**Data for this exercise:**
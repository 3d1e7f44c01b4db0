//! Priority-ordered fallback across historical providers.

use std::sync::Arc;

use async_trait::async_trait;
use chrono::NaiveDate;
use nastro_core::{HistoricalProvider, NastroError, SymbolResolver};
use nastro_middleware::RetryPolicy;
use nastro_types::{Bar, HistoricalCapabilities, RateLimitSpec};

/// Routes each request through an ordered provider chain.
///
/// Providers are sorted by ascending [`priority`](HistoricalProvider::priority)
/// at construction. For each call the chain is walked in order: unavailable
/// providers are skipped, transient failures are retried per the policy
/// before failing over, permanent failures are recorded and skipped, and the
/// first non-empty result wins. An empty result is not an error; it just
/// moves the walk along.
pub struct CompositeHistorical {
    providers: Vec<Arc<dyn HistoricalProvider>>,
    resolver: Option<Arc<dyn SymbolResolver>>,
    retry: RetryPolicy,
}

impl CompositeHistorical {
    /// Build a chain from the given providers, sorted by priority.
    #[must_use]
    pub fn new(mut providers: Vec<Arc<dyn HistoricalProvider>>) -> Self {
        providers.sort_by_key(|p| p.priority());
        Self {
            providers,
            resolver: None,
            retry: RetryPolicy::default(),
        }
    }

    /// Run raw tickers through `resolver` before each provider call.
    #[must_use]
    pub fn with_resolver(mut self, resolver: Arc<dyn SymbolResolver>) -> Self {
        self.resolver = Some(resolver);
        self
    }

    /// Retry policy applied to transient provider failures.
    #[must_use]
    pub const fn with_retry(mut self, retry: RetryPolicy) -> Self {
        self.retry = retry;
        self
    }

    /// The ordered chain, highest priority first.
    #[must_use]
    pub fn providers(&self) -> &[Arc<dyn HistoricalProvider>] {
        &self.providers
    }

    async fn provider_symbol(&self, provider: &str, symbol: &str) -> String {
        let Some(resolver) = &self.resolver else {
            return symbol.to_string();
        };
        match resolver.resolve(provider, symbol).await {
            Ok(Some(mapped)) => mapped,
            Ok(None) => symbol.to_string(),
            Err(e) => {
                tracing::warn!(provider, symbol, error = %e, "symbol resolution failed, using raw");
                symbol.to_string()
            }
        }
    }
}

#[async_trait]
impl HistoricalProvider for CompositeHistorical {
    fn name(&self) -> &'static str {
        "composite"
    }

    fn display_name(&self) -> &'static str {
        "Composite"
    }

    fn description(&self) -> &'static str {
        "Priority-ordered fallback across the registered historical providers"
    }

    fn priority(&self) -> u32 {
        0
    }

    /// Union of the chain's capabilities.
    fn capabilities(&self) -> HistoricalCapabilities {
        let mut caps = HistoricalCapabilities::default();
        for p in &self.providers {
            let c = p.capabilities();
            caps.adjusted_prices |= c.adjusted_prices;
            caps.intraday |= c.intraday;
            caps.dividends |= c.dividends;
            caps.splits |= c.splits;
            caps.quotes |= c.quotes;
            caps.trades |= c.trades;
            caps.auctions |= c.auctions;
            for market in c.supported_markets {
                if !caps.supported_markets.contains(&market) {
                    caps.supported_markets.push(market);
                }
            }
        }
        caps
    }

    fn rate_limit(&self) -> RateLimitSpec {
        // Members pace themselves; the chain adds no budget of its own.
        RateLimitSpec::unlimited()
    }

    fn is_available(&self) -> bool {
        self.providers.iter().any(|p| p.is_available())
    }

    async fn daily_bars(
        &self,
        symbol: &str,
        from: Option<NaiveDate>,
        to: Option<NaiveDate>,
    ) -> Result<Vec<Bar>, NastroError> {
        let (_, bars) = self.daily_bars_attributed(symbol, from, to).await?;
        Ok(bars)
    }

    async fn daily_bars_attributed(
        &self,
        symbol: &str,
        from: Option<NaiveDate>,
        to: Option<NaiveDate>,
    ) -> Result<(String, Vec<Bar>), NastroError> {
        let mut failures: Vec<NastroError> = Vec::new();

        for provider in &self.providers {
            if !provider.is_available() {
                tracing::debug!(provider = provider.name(), "skipping unavailable provider");
                continue;
            }
            let effective = self.provider_symbol(provider.name(), symbol).await;
            let attempt = self
                .retry
                .run(|_| provider.daily_bars(&effective, from, to))
                .await;
            match attempt {
                Ok(bars) if bars.is_empty() => {
                    tracing::debug!(
                        provider = provider.name(),
                        symbol,
                        "empty series, trying next provider"
                    );
                }
                Ok(bars) => return Ok((provider.name().to_string(), bars)),
                Err(e) if e.is_skippable() => {
                    tracing::debug!(provider = provider.name(), error = %e, "provider skipped");
                }
                Err(e) => {
                    tracing::warn!(provider = provider.name(), symbol, error = %e, "provider failed");
                    failures.push(e);
                }
            }
        }

        if failures.is_empty() {
            Err(NastroError::not_found(format!("daily bars for {symbol}")))
        } else if failures.len() == 1 {
            Err(failures.remove(0))
        } else {
            Err(NastroError::AllProvidersFailed(failures))
        }
    }
}
//! Integrity-driven resubscription with per-symbol and global circuit
//! breakers.
//!
//! Two lock domains: the global circuit lives under its own mutex, and each
//! symbol's state sits behind its own lock inside the expiring store. No
//! operation ever holds both a symbol lock and the global lock across an
//! await.

use std::sync::atomic::{AtomicU64, Ordering};
use std::sync::{Arc, Mutex};

use chrono::{DateTime, Duration as ChronoDuration, Utc};
use nastro_core::{Clock, ExpiringStateStore, SubscriptionManager};
use nastro_types::{IntegritySeverity, ResubscribeConfig, SymbolSpec};
use tokio::task::JoinHandle;

/// Breaker position.
#[derive(Debug, Clone, Copy, PartialEq, Eq, Default)]
pub enum CircuitState {
    /// Operating normally.
    #[default]
    Closed,
    /// Rejecting attempts until the open window elapses.
    Open,
    /// Probing with throttled test attempts.
    HalfOpen,
}

#[derive(Debug, Clone)]
struct SymbolState {
    last_attempt: Option<DateTime<Utc>>,
    last_success: Option<DateTime<Utc>>,
    consecutive_failures: u32,
    circuit: CircuitState,
    circuit_opened_at: Option<DateTime<Utc>>,
    last_activity: DateTime<Utc>,
}

impl SymbolState {
    fn new(now: DateTime<Utc>) -> Self {
        Self {
            last_attempt: None,
            last_success: None,
            consecutive_failures: 0,
            circuit: CircuitState::Closed,
            circuit_opened_at: None,
            last_activity: now,
        }
    }
}

#[derive(Debug, Default)]
struct GlobalState {
    state: CircuitState,
    opened_at: Option<DateTime<Utc>>,
    consecutive_failures: u32,
    last_half_open_test: Option<DateTime<Utc>>,
}

/// Why an integrity event did or did not produce a resubscribe attempt.
#[derive(Debug, Clone, Copy, PartialEq, Eq)]
pub enum ResubscribeOutcome {
    /// An attempt ran; `success` is the apply result.
    Triggered {
        /// Whether the apply succeeded.
        success: bool,
    },
    /// Finding severity below the configured minimum.
    SkippedSeverity,
    /// Global circuit is open.
    SkippedGlobalCircuit,
    /// A half-open test ran too recently.
    SkippedHalfOpenThrottle,
    /// The symbol recovered within its cooldown window.
    SkippedCooldown,
    /// An attempt for the symbol ran too recently.
    SkippedRateLimited,
    /// The symbol's circuit is open.
    SkippedSymbolCircuit,
}

/// Counter snapshot plus breaker positions.
#[derive(Debug, Clone, Copy, PartialEq, Eq)]
pub struct PolicySnapshot {
    /// Attempts started.
    pub attempts: u64,
    /// Attempts that succeeded.
    pub successes: u64,
    /// Attempts that failed.
    pub failures: u64,
    /// Events skipped by cooldown or attempt spacing.
    pub rate_limited_skips: u64,
    /// Events skipped by an open circuit (either domain).
    pub circuit_skips: u64,
    /// Symbols currently within their post-success cooldown.
    pub symbols_in_cooldown: usize,
    /// Symbols whose circuit is currently open.
    pub symbols_with_open_circuit: usize,
    /// Global breaker position.
    pub global_state: CircuitState,
}

/// Rate-limited, circuit-broken recovery driver fed by integrity events.
pub struct AutoResubscribePolicy {
    config: ResubscribeConfig,
    manager: Arc<dyn SubscriptionManager>,
    clock: Arc<dyn Clock>,
    global: Mutex<GlobalState>,
    symbols: Arc<ExpiringStateStore<Arc<Mutex<SymbolState>>>>,
    attempts: AtomicU64,
    successes: AtomicU64,
    failures: AtomicU64,
    rate_limited_skips: AtomicU64,
    circuit_skips: AtomicU64,
    sweeper: Mutex<Option<JoinHandle<()>>>,
}

impl AutoResubscribePolicy {
    /// Policy applying recovery through `manager`, reading time from `clock`.
    #[must_use]
    pub fn new(
        config: ResubscribeConfig,
        manager: Arc<dyn SubscriptionManager>,
        clock: Arc<dyn Clock>,
    ) -> Arc<Self> {
        Arc::new(Self {
            config,
            manager,
            clock,
            global: Mutex::new(GlobalState::default()),
            symbols: Arc::new(ExpiringStateStore::new()),
            attempts: AtomicU64::new(0),
            successes: AtomicU64::new(0),
            failures: AtomicU64::new(0),
            rate_limited_skips: AtomicU64::new(0),
            circuit_skips: AtomicU64::new(0),
            sweeper: Mutex::new(None),
        })
    }

    /// Start the periodic sweep evicting symbol states idle past the
    /// configured expiry. Idempotent.
    ///
    /// # Panics
    /// Panics if the internal mutex is poisoned.
    pub fn spawn_sweeper(policy: &Arc<Self>) {
        let mut slot = policy.sweeper.lock().expect("mutex poisoned");
        if slot.is_some() {
            return;
        }
        let interval = policy.config.sweep_interval;
        let policy = Arc::downgrade(policy);
        *slot = Some(tokio::spawn(async move {
            let mut ticker = tokio::time::interval(interval);
            ticker.set_missed_tick_behavior(tokio::time::MissedTickBehavior::Delay);
            ticker.tick().await;
            loop {
                ticker.tick().await;
                let Some(policy) = policy.upgrade() else { break };
                policy.sweep();
            }
        }));
    }

    /// Evict symbol states whose last activity is older than the configured
    /// expiry. Called by the sweeper; callable directly from tests.
    pub fn sweep(&self) {
        let now = self.clock.now();
        let expiry = chrono_duration(self.config.state_expiry);
        let evicted = self.symbols.remove_stale(|_, entry| {
            let state = entry.lock().expect("mutex poisoned");
            now - state.last_activity > expiry
        });
        if evicted > 0 {
            tracing::debug!(evicted, "swept idle resubscribe state");
        }
    }

    /// Handle one integrity finding for `symbol`, possibly re-applying its
    /// streaming configuration.
    pub async fn on_integrity_event(
        &self,
        symbol: &str,
        severity: IntegritySeverity,
        spec: &SymbolSpec,
    ) -> ResubscribeOutcome {
        if severity < self.config.min_severity {
            return ResubscribeOutcome::SkippedSeverity;
        }

        let now = self.clock.now();

        // Global gate. Tracks whether this attempt doubles as the half-open
        // probe, since its failure snaps the circuit back to open.
        let half_open_test = {
            let mut global = self.global.lock().expect("mutex poisoned");
            match global.state {
                CircuitState::Closed => false,
                CircuitState::Open => {
                    let elapsed_open = global
                        .opened_at
                        .map(|at| now - at)
                        .unwrap_or_else(ChronoDuration::zero);
                    if elapsed_open >= chrono_duration(self.config.circuit_breaker_duration) {
                        global.state = CircuitState::HalfOpen;
                        global.last_half_open_test = Some(now);
                        tracing::info!("global resubscribe circuit half-open");
                        true
                    } else {
                        self.circuit_skips.fetch_add(1, Ordering::Relaxed);
                        return ResubscribeOutcome::SkippedGlobalCircuit;
                    }
                }
                CircuitState::HalfOpen => {
                    let throttled = global.last_half_open_test.is_some_and(|at| {
                        now - at < chrono_duration(self.config.half_open_test_interval)
                    });
                    if throttled {
                        return ResubscribeOutcome::SkippedHalfOpenThrottle;
                    }
                    global.last_half_open_test = Some(now);
                    true
                }
            }
        };

        // Per-symbol gate, lazily creating the state.
        let entry = self
            .symbols
            .get_or_add(symbol, || Arc::new(Mutex::new(SymbolState::new(now))));
        {
            let mut state = entry.lock().expect("mutex poisoned");
            state.last_activity = now;

            let in_cooldown = state.last_success.is_some_and(|at| {
                now - at < chrono_duration(self.config.symbol_cooldown)
            });
            if in_cooldown {
                self.rate_limited_skips.fetch_add(1, Ordering::Relaxed);
                return ResubscribeOutcome::SkippedCooldown;
            }

            let too_soon = state.last_attempt.is_some_and(|at| {
                now - at < chrono_duration(self.config.min_resubscribe_interval)
            });
            if too_soon {
                self.rate_limited_skips.fetch_add(1, Ordering::Relaxed);
                return ResubscribeOutcome::SkippedRateLimited;
            }

            if state.circuit == CircuitState::Open {
                let elapsed = state
                    .circuit_opened_at
                    .map(|at| now - at)
                    .unwrap_or_else(ChronoDuration::zero);
                if elapsed < chrono_duration(self.config.symbol_circuit_breaker_duration) {
                    self.circuit_skips.fetch_add(1, Ordering::Relaxed);
                    return ResubscribeOutcome::SkippedSymbolCircuit;
                }
                state.circuit = CircuitState::HalfOpen;
            }

            state.last_attempt = Some(now);
        }

        self.attempts.fetch_add(1, Ordering::Relaxed);
        let started = tokio::time::Instant::now();
        let result = self.manager.apply(spec).await;
        let elapsed = started.elapsed();
        let now = self.clock.now();

        match result {
            Ok(()) => {
                self.successes.fetch_add(1, Ordering::Relaxed);
                tracing::info!(symbol, elapsed_ms = elapsed.as_millis() as u64, "resubscribed");
                {
                    let mut state = entry.lock().expect("mutex poisoned");
                    state.last_success = Some(now);
                    state.consecutive_failures = 0;
                    state.circuit = CircuitState::Closed;
                    state.circuit_opened_at = None;
                    state.last_activity = now;
                }
                {
                    let mut global = self.global.lock().expect("mutex poisoned");
                    if global.state == CircuitState::HalfOpen {
                        tracing::info!("global resubscribe circuit closed");
                    }
                    global.state = CircuitState::Closed;
                    global.opened_at = None;
                    global.consecutive_failures = 0;
                }
                ResubscribeOutcome::Triggered { success: true }
            }
            Err(e) => {
                self.failures.fetch_add(1, Ordering::Relaxed);
                tracing::warn!(symbol, error = %e, "resubscribe attempt failed");
                {
                    let mut state = entry.lock().expect("mutex poisoned");
                    state.consecutive_failures += 1;
                    state.last_activity = now;
                    if state.consecutive_failures >= self.config.symbol_circuit_breaker_threshold {
                        state.circuit = CircuitState::Open;
                        state.circuit_opened_at = Some(now);
                        tracing::warn!(symbol, "symbol resubscribe circuit opened");
                    }
                }
                {
                    let mut global = self.global.lock().expect("mutex poisoned");
                    global.consecutive_failures += 1;
                    if half_open_test {
                        global.state = CircuitState::Open;
                        global.opened_at = Some(now);
                        tracing::warn!("half-open test failed, global circuit re-opened");
                    } else if global.consecutive_failures >= self.config.circuit_breaker_threshold {
                        global.state = CircuitState::Open;
                        global.opened_at = Some(now);
                        tracing::warn!(
                            failures = global.consecutive_failures,
                            "global resubscribe circuit opened"
                        );
                    }
                }
                ResubscribeOutcome::Triggered { success: false }
            }
        }
    }

    /// Current counters and breaker positions.
    ///
    /// # Panics
    /// Panics if an internal mutex is poisoned.
    #[must_use]
    pub fn snapshot(&self) -> PolicySnapshot {
        let now = self.clock.now();
        let cooldown = chrono_duration(self.config.symbol_cooldown);
        let mut symbols_in_cooldown = 0;
        let mut symbols_with_open_circuit = 0;
        self.symbols.for_each(|_, entry| {
            let state = entry.lock().expect("mutex poisoned");
            if state.last_success.is_some_and(|at| now - at < cooldown) {
                symbols_in_cooldown += 1;
            }
            if state.circuit == CircuitState::Open {
                symbols_with_open_circuit += 1;
            }
        });

        PolicySnapshot {
            attempts: self.attempts.load(Ordering::Relaxed),
            successes: self.successes.load(Ordering::Relaxed),
            failures: self.failures.load(Ordering::Relaxed),
            rate_limited_skips: self.rate_limited_skips.load(Ordering::Relaxed),
            circuit_skips: self.circuit_skips.load(Ordering::Relaxed),
            symbols_in_cooldown,
            symbols_with_open_circuit,
            global_state: self.global.lock().expect("mutex poisoned").state,
        }
    }

    /// Stop the sweeper task.
    ///
    /// # Panics
    /// Panics if the internal mutex is poisoned.
    pub fn shutdown(&self) {
        if let Some(handle) = self.sweeper.lock().expect("mutex poisoned").take() {
            handle.abort();
        }
    }
}

impl Drop for AutoResubscribePolicy {
    fn drop(&mut self) {
        self.shutdown();
    }
}

fn chrono_duration(d: std::time::Duration) -> ChronoDuration {
    ChronoDuration::from_std(d).unwrap_or_else(|_| ChronoDuration::seconds(i64::MAX / 1_000))
}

**Description of the task:**
Return only the stretch of the material above from the line holding "let expiry = chrono_duration(self.config.state_expiry);" through the line holding "as the half-open", copied exactly.

**Reply to the exercise:**
        let expiry = chrono_duration(self.config.state_expiry);
        let evicted = self.symbols.remove_stale(|_, entry| {
            let state = entry.lock().expect("mutex poisoned");
            now - state.last_activity > expiry
        });
        if evicted > 0 {
            tracing::debug!(evicted, "swept idle resubscribe state");
        }
    }

    /// Handle one integrity finding for `symbol`, possibly re-applying its
    /// streaming configuration.
    pub async fn on_integrity_event(
        &self,
        symbol: &str,
        severity: IntegritySeverity,
        spec: &SymbolSpec,
    ) -> ResubscribeOutcome {
        if severity < self.config.min_severity {
            return ResubscribeOutcome::SkippedSeverity;
        }

        let now = self.clock.now();

        // Global gate. Tracks whether this attempt doubles as the half-open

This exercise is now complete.